[Recorded data]
-*-*-

use actix_web::http::StatusCode;
use actix_web::{HttpResponse, ResponseError};

use serde::Serialize;

use thiserror::Error;

use crate::ratelimit::LimitExceeded;

pub type RestResult<T> = Result<T, RestError>;

#[derive(Debug, Error)]
pub enum RestError {
    #[error("{0}")]
    Validation(String),

    #[error("{0}")]
    Unauthorized(String),

    #[error("{0}")]
    NotFound(String),

    #[error("{0}")]
    RateLimited(String),

    #[error("Failed to send email")]
    Transport(#[source] reqwest::Error),

    #[error("{0}")]
    Unavailable(String),

    #[error("{0}")]
    Internal(String),

    #[error(transparent)]
    Other(#[from] anyhow::Error),
}

impl RestError {
    pub fn validation(msg: impl Into<String>) -> Self {
        Self::Validation(msg.into())
    }

    pub fn not_found(msg: impl Into<String>) -> Self {
        Self::NotFound(msg.into())
    }

    /// Message safe to show to the client
    fn public_message(&self) -> String {
        match self {
            Self::Other(e) if cfg!(debug_assertions) => format!("{:#}", e),
            Self::Other(_) => "Something went wrong".into(),
            other => other.to_string(),
        }
    }
}

impl From<sqlx::Error> for RestError {
    fn from(e: sqlx::Error) -> Self {
        tracing::error!(error.cause_chain = ?e, "Database error");
        Self::Internal("Database error".into())
    }
}

impl From<LimitExceeded> for RestError {
    fn from(e: LimitExceeded) -> Self {
        Self::RateLimited(e.0.into())
    }
}

#[derive(Debug, Serialize)]
struct ErrorBody {
    success: bool,
    error: String,
}

impl ResponseError for RestError {
    fn status_code(&self) -> StatusCode {
        match self {
            Self::Validation(_) => StatusCode::BAD_REQUEST,
            Self::Unauthorized(_) => StatusCode::UNAUTHORIZED,
            Self::NotFound(_) => StatusCode::NOT_FOUND,
            Self::RateLimited(_) => StatusCode::TOO_MANY_REQUESTS,
            Self::Transport(_) => StatusCode::BAD_GATEWAY,
            Self::Unavailable(_) => StatusCode::SERVICE_UNAVAILABLE,
            Self::Internal(_) | Self::Other(_) => StatusCode::INTERNAL_SERVER_ERROR,
        }
    }

    fn error_response(&self) -> HttpResponse {
        HttpResponse::build(self.status_code()).json(ErrorBody {
            success: false,
            error: self.public_message(),
        })
    }
}
use actix_web::dev::HttpServiceFactory;
use actix_web::{get, post, web, HttpResponse, Responder};

use chrono::Utc;

use serde::Serialize;

use sqlx::PgPool;

use uuid::Uuid;

use crate::auth::StaffUser;
use crate::domain::MailStatus;
use crate::error::RestResult;
use crate::followup::{
    abandonment_candidates, aggregate, summarize, FollowUpGroup, FollowUpSummary,
    ABANDONED_AFTER_DAYS,
};
use crate::model::{MailItem, NewAction};
use crate::repo::MailItemsRepo;

use super::record_actions;

const ABANDONED_ACTION: &str = "marked_abandoned";

#[derive(Debug, Serialize)]
struct FollowUps {
    groups: Vec<FollowUpGroup>,
    summary: FollowUpSummary,
}

#[derive(Debug, Serialize)]
struct Abandoned {
    success: bool,
    updated: usize,
    #[serde(skip_serializing_if = "Option::is_none")]
    message: Option<String>,
    items: Vec<MailItem>,
}

/// Contacts with mail still waiting on the shelf, most urgent first
#[tracing::instrument(name = "List follow-ups", skip(_staff, pool))]
#[get("")]
async fn list(_staff: StaffUser, pool: web::Data<PgPool>) -> RestResult<impl Responder> {
    let entries = MailItemsRepo::fetch_follow_up_entries(pool.get_ref()).await?;

    let groups = aggregate(entries, Utc::now());
    let summary = summarize(&groups);

    Ok(HttpResponse::Ok().json(FollowUps { groups, summary }))
}

/// Move a contact's long-uncollected items into the abandoned workflow
#[tracing::instrument(name = "Mark items abandoned", skip(staff, pool))]
#[post("/{contact_id}/mark-abandoned")]
async fn mark_abandoned(
    staff: StaffUser,
    path: web::Path<(Uuid,)>,
    pool: web::Data<PgPool>,
) -> RestResult<impl Responder> {
    let pool = pool.get_ref();
    let (contact_id,) = path.into_inner();

    let items = MailItemsRepo::fetch_follow_ups_for_contact(pool, contact_id).await?;
    let candidates = abandonment_candidates(&items, Utc::now());
    if candidates.is_empty() {
        return Ok(HttpResponse::Ok().json(Abandoned {
            success: false,
            updated: 0,
            message: Some(format!(
                "No items over {} days old for this customer",
                ABANDONED_AFTER_DAYS
            )),
            items: Vec::new(),
        }));
    }

    let updated = MailItemsRepo::set_status(pool, &candidates, MailStatus::Abandoned).await?;

    let actions: Vec<NewAction> = items
        .iter()
        .filter(|item| candidates.contains(&item.mail_item_id))
        .map(|item| {
            NewAction::status_change(
                item.mail_item_id,
                ABANDONED_ACTION,
                item.status,
                MailStatus::Abandoned,
                &staff.email,
            )
        })
        .collect();
    record_actions(pool, &actions).await;

    Ok(HttpResponse::Ok().json(Abandoned {
        success: true,
        updated: updated.len(),
        message: None,
        items: updated,
    }))
}

/// Follow-up dashboard API endpoints
pub fn scope() -> impl HttpServiceFactory {
    web::scope("/follow-ups")
        .service(list)
        .service(mark_abandoned)
}
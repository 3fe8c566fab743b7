use chrono::{DateTime, Utc};

use rust_decimal::Decimal;

use serde::Serialize;

use uuid::Uuid;

use crate::domain::{FeeStatus, PaymentMethod};

/// Stored storage fee of a package
#[derive(Debug, Clone, Serialize, sqlx::FromRow)]
pub struct PackageFee {
    pub fee_id: Uuid,
    pub mail_item_id: Uuid,
    pub fee_amount: Decimal,
    pub days_charged: i32,
    pub fee_status: FeeStatus,
    pub payment_method: Option<PaymentMethod>,
    pub collected_by: Option<String>,
    pub paid_date: Option<DateTime<Utc>>,
    pub waive_reason: Option<String>,
    pub waived_date: Option<DateTime<Utc>>,
    pub created_at: DateTime<Utc>,
    pub updated_at: DateTime<Utc>,
}

impl PackageFee {
    /// Amount still owed; settled fees owe nothing
    pub fn outstanding(&self) -> Decimal {
        match self.fee_status {
            FeeStatus::Pending => self.fee_amount,
            FeeStatus::Paid | FeeStatus::Waived => Decimal::ZERO,
        }
    }
}

/// Fee collection details
#[derive(Debug)]
pub struct FeePayment {
    pub payment_method: PaymentMethod,
    pub collected_by: String,
    /// Overrides the assessed amount, e.g. for a discount
    pub amount: Option<Decimal>,
}
use std::future::Future;
use std::pin::Pin;

use actix_web::{dev, web, FromRequest, HttpRequest};

use anyhow::Context;

use argon2::{Argon2, PasswordHash, PasswordVerifier};

use secrecy::Secret;

use sqlx::PgPool;

use uuid::Uuid;

use crate::crypto::{SigningKey, StaffClaims};
use crate::domain::EmailAddress;
use crate::error::{RestError, RestResult};
use crate::repo::UsersRepo;
use crate::telemetry::spawn_blocking_with_tracing;

use super::bearer_token;

const INVALID_LOGIN: &str = "Invalid email or password";

/// Lifetime of issued session tokens
#[derive(Debug, Clone, Copy)]
pub struct TokenTtl(pub chrono::Duration);

/// An authenticated staff member, taken from the bearer token of a request
#[derive(Debug, Clone)]
pub struct StaffUser {
    pub user_id: Uuid,
    pub email: String,
}

impl StaffUser {
    /// Key identifying this caller to the rate limiters
    pub fn rate_limit_key(&self) -> String {
        self.user_id.to_string()
    }
}

impl From<StaffClaims> for StaffUser {
    fn from(claims: StaffClaims) -> Self {
        Self {
            user_id: claims.user_id,
            email: claims.email,
        }
    }
}

impl FromRequest for StaffUser {
    type Error = RestError;
    type Future = Pin<Box<dyn Future<Output = Result<Self, Self::Error>>>>;

    fn from_request(req: &HttpRequest, _: &mut dev::Payload) -> Self::Future {
        let req = req.clone();
        Box::pin(async move {
            // Registered with the application at startup
            let signing_key = req
                .app_data::<web::Data<SigningKey>>()
                .ok_or_else(|| RestError::Internal("Signing key not registered".into()))?;

            let token = bearer_token(req.headers()).map_err(|error| {
                tracing::debug!(error.cause_chain = ?error, "Rejected request without bearer token");
                RestError::Unauthorized("Authentication required".into())
            })?;

            let claims = token.verify(signing_key.get_ref()).map_err(|error| {
                tracing::debug!(error.cause_chain = ?error, "Rejected session token");
                RestError::Unauthorized("Invalid or expired token".into())
            })?;

            Ok(claims.into())
        })
    }
}

/// Key identifying a caller to the rate limiters: the staff user id when the
/// request carries a valid token, the peer address otherwise
pub fn caller_key(req: &HttpRequest) -> String {
    let claims = req
        .app_data::<web::Data<SigningKey>>()
        .and_then(|key| bearer_token(req.headers()).ok()?.verify(key.get_ref()).ok());

    match claims {
        Some(claims) => StaffUser::from(claims).rate_limit_key(),
        None => req
            .peer_addr()
            .map(|addr| addr.ip().to_string())
            .unwrap_or_else(|| "unknown".into()),
    }
}

/// Check a staff login, returning the claims to put in a session token
#[tracing::instrument("Validate credentials", skip(pool, password))]
pub async fn validate_credentials(
    pool: &PgPool,
    email: &str,
    password: Secret<String>,
) -> RestResult<StaffClaims> {
    let unauthorized = || RestError::Unauthorized(INVALID_LOGIN.into());

    let email: EmailAddress = email.parse().map_err(|_| unauthorized())?;

    let user = UsersRepo::fetch_credentials_by_email(pool, &email)
        .await?
        .ok_or_else(unauthorized)?;

    let verified = spawn_blocking_with_tracing(move || {
        verify_password_hash(password, user.password_hash)
    })
    .await
    .context("Failed to spawn blocking task")?;

    verified.map_err(|error| {
        tracing::info!(error.cause_chain = ?error, "Failed login attempt");
        unauthorized()
    })?;

    Ok(StaffClaims {
        user_id: user.id,
        email: user.email,
    })
}

#[tracing::instrument("Verify password hash", skip(password, password_hash))]
fn verify_password_hash(
    password: Secret<String>,
    password_hash: Secret<String>,
) -> anyhow::Result<()> {
    use secrecy::ExposeSecret;

    let password_hash = PasswordHash::new(password_hash.expose_secret())
        .context("Failed to parse stored password hash")?;

    Argon2::default()
        .verify_password(password.expose_secret().as_bytes(), &password_hash)
        .context("Failed to verify password hash")
}
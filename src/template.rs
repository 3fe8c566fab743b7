use std::collections::HashMap;
use std::fmt;

use regex::{Captures, Regex};

use serde::{Deserialize, Serialize};

/// A value that can be substituted into a message template
#[derive(Debug, Clone, PartialEq, Serialize, Deserialize)]
#[serde(untagged)]
pub enum TemplateValue {
    Text(String),
    Number(serde_json::Number),
}

impl fmt::Display for TemplateValue {
    fn fmt(&self, f: &mut fmt::Formatter<'_>) -> fmt::Result {
        match self {
            Self::Text(text) => f.write_str(text),
            Self::Number(number) => number.fmt(f),
        }
    }
}

impl From<String> for TemplateValue {
    fn from(value: String) -> Self {
        Self::Text(value)
    }
}

impl From<&str> for TemplateValue {
    fn from(value: &str) -> Self {
        Self::Text(value.to_string())
    }
}

impl From<i64> for TemplateValue {
    fn from(value: i64) -> Self {
        Self::Number(value.into())
    }
}

/// Named values available to a template, keyed case-sensitively
#[derive(Debug, Clone, Default, PartialEq, Serialize, Deserialize)]
#[serde(transparent)]
pub struct TemplateVariables(HashMap<String, TemplateValue>);

impl TemplateVariables {
    pub fn new() -> Self {
        Self::default()
    }

    pub fn insert(&mut self, name: impl Into<String>, value: impl Into<TemplateValue>) {
        self.0.insert(name.into(), value.into());
    }

    pub fn get(&self, name: &str) -> Option<&TemplateValue> {
        self.0.get(name)
    }

    pub fn len(&self) -> usize {
        self.0.len()
    }

    pub fn is_empty(&self) -> bool {
        self.0.is_empty()
    }

    /// Merge another set of variables into this one; `other` wins on collision
    pub fn merge(&mut self, other: TemplateVariables) {
        self.0.extend(other.0);
    }
}

impl<K, V> FromIterator<(K, V)> for TemplateVariables
where
    K: Into<String>,
    V: Into<TemplateValue>,
{
    fn from_iter<I: IntoIterator<Item = (K, V)>>(iter: I) -> Self {
        Self(
            iter.into_iter()
                .map(|(name, value)| (name.into(), value.into()))
                .collect(),
        )
    }
}

/// Replace every `{Name}` and `{{Name}}` placeholder in `template`.
///
/// Tokens are matched in a single left-to-right pass, trying the double-brace
/// form first, so the two syntaxes never nest into each other. A placeholder
/// without a value becomes the empty string. Substituted values are not
/// scanned again.
pub fn resolve(template: &str, variables: &TemplateVariables) -> String {
    lazy_static::lazy_static! {
        static ref TOKEN_REGEX: Regex =
            Regex::new(r"\{\{([A-Za-z0-9_]+)\}\}|\{([A-Za-z0-9_]+)\}").unwrap();
    }

    TOKEN_REGEX
        .replace_all(template, |caps: &Captures| {
            caps.get(1)
                .or_else(|| caps.get(2))
                .and_then(|name| variables.get(name.as_str()))
                .map(ToString::to_string)
                .unwrap_or_default()
        })
        .into_owned()
}
mod email_client;
mod translation_client;

pub use email_client::{Email, EmailClient};
pub use translation_client::TranslationClient;
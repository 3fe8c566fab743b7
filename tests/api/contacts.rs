use reqwest::StatusCode;

use serde_json::{json, Value};

use sqlx::PgPool;

use crate::helpers::{fake_contact, field, TestApp};

#[sqlx::test]
async fn create_contact_derives_display_name(pool: PgPool) -> sqlx::Result<()> {
    let app = TestApp::spawn(&pool).await;

    let contact = app
        .create_contact(json!({
            "contact_person": "Jane Doe",
            "company_name": "Acme Corp",
            "mailbox_number": "A12",
            "email": "jane@acme.test",
        }))
        .await;

    assert_eq!("Acme Corp - Jane Doe", contact["display_name"]);
    assert_eq!("active", contact["status"]);
    assert_eq!("en", contact["preferred_language"]);

    Ok(())
}

#[sqlx::test]
async fn create_contact_returns_bad_request_for_invalid_data(pool: PgPool) -> sqlx::Result<()> {
    let app = TestApp::spawn(&pool).await;

    let test_cases = vec![
        (
            "missing names",
            json!({ "mailbox_number": "A1" }),
            Some("Either contact person or company name is required"),
        ),
        (
            "missing mailbox",
            json!({ "contact_person": "Jane Doe" }),
            Some("Mailbox number is required"),
        ),
        (
            "blank mailbox",
            json!({ "contact_person": "Jane Doe", "mailbox_number": "   " }),
            Some("Mailbox number is required"),
        ),
        (
            "malformed email",
            json!({ "contact_person": "Jane Doe", "mailbox_number": "A1", "email": "not an email" }),
            None,
        ),
    ];

    for (desc, body, message) in test_cases {
        let res = app.post_json("api/contacts", &body).await;

        assert_eq!(
            StatusCode::BAD_REQUEST,
            res.status(),
            "request did not fail with {}",
            desc
        );

        let body: Value = res.json().await.expect("Failed to parse response");
        assert_eq!(false, body["success"], "{}", desc);
        if let Some(message) = message {
            assert_eq!(message, body["error"], "{}", desc);
        }
    }

    Ok(())
}

#[sqlx::test]
async fn archived_contacts_are_hidden_from_the_directory(pool: PgPool) -> sqlx::Result<()> {
    let app = TestApp::spawn(&pool).await;

    let kept = app.create_contact(fake_contact("B1")).await;
    let archived = app.create_contact(fake_contact("B2")).await;

    let res = app
        .delete(&format!("api/contacts/{}", field(&archived, "contact_id")))
        .await;
    assert_eq!(StatusCode::OK, res.status());

    let contacts: Vec<Value> = app.get("api/contacts").await.json().await.unwrap();
    assert_eq!(1, contacts.len());
    assert_eq!(kept["contact_id"], contacts[0]["contact_id"]);

    let contacts: Vec<Value> = app
        .get("api/contacts?status=archived")
        .await
        .json()
        .await
        .unwrap();
    assert_eq!(1, contacts.len());
    assert_eq!(archived["contact_id"], contacts[0]["contact_id"]);

    // Archived contacts can still be fetched directly
    let res = app
        .get(&format!("api/contacts/{}", field(&archived, "contact_id")))
        .await;
    assert_eq!(StatusCode::OK, res.status());

    Ok(())
}

#[sqlx::test]
async fn search_matches_mailbox_and_names(pool: PgPool) -> sqlx::Result<()> {
    let app = TestApp::spawn(&pool).await;

    app.create_contact(json!({ "company_name": "Acme Corp", "mailbox_number": "C7" }))
        .await;
    app.create_contact(json!({ "contact_person": "Bob Stone", "mailbox_number": "D9" }))
        .await;

    let contacts: Vec<Value> = app.get("api/contacts?search=acme").await.json().await.unwrap();
    assert_eq!(1, contacts.len());
    assert_eq!("Acme Corp", contacts[0]["display_name"]);

    let contacts: Vec<Value> = app.get("api/contacts?search=d9").await.json().await.unwrap();
    assert_eq!(1, contacts.len());
    assert_eq!("Bob Stone", contacts[0]["display_name"]);

    Ok(())
}

#[sqlx::test]
async fn update_replaces_contact_fields(pool: PgPool) -> sqlx::Result<()> {
    let app = TestApp::spawn(&pool).await;

    let contact = app.create_contact(fake_contact("E5")).await;
    let url = format!("api/contacts/{}", field(&contact, "contact_id"));

    let res = app
        .put_json(
            &url,
            &json!({
                "company_name": "Globex",
                "contact_person": "Hank Scorpio",
                "mailbox_number": "E5",
                "display_name_preference": "company",
            }),
        )
        .await;
    assert_eq!(StatusCode::OK, res.status());

    let updated: Value = res.json().await.unwrap();
    assert_eq!("Globex", updated["display_name"]);
    assert_eq!(Value::Null, updated["email"]);

    Ok(())
}

#[sqlx::test]
async fn unknown_contact_is_not_found(pool: PgPool) -> sqlx::Result<()> {
    let app = TestApp::spawn(&pool).await;

    let url = format!("api/contacts/{}", uuid::Uuid::new_v4());
    let res = app.get(&url).await;

    assert_eq!(StatusCode::NOT_FOUND, res.status());

    let body: Value = res.json().await.unwrap();
    assert_eq!("Contact not found", body["error"]);

    Ok(())
}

-*-*-

Among the lines above, return those that hold the word "PasswordHash".

**The answer**
use argon2::{Argon2, PasswordHash, PasswordVerifier};
    let password_hash = PasswordHash::new(password_hash.expose_secret())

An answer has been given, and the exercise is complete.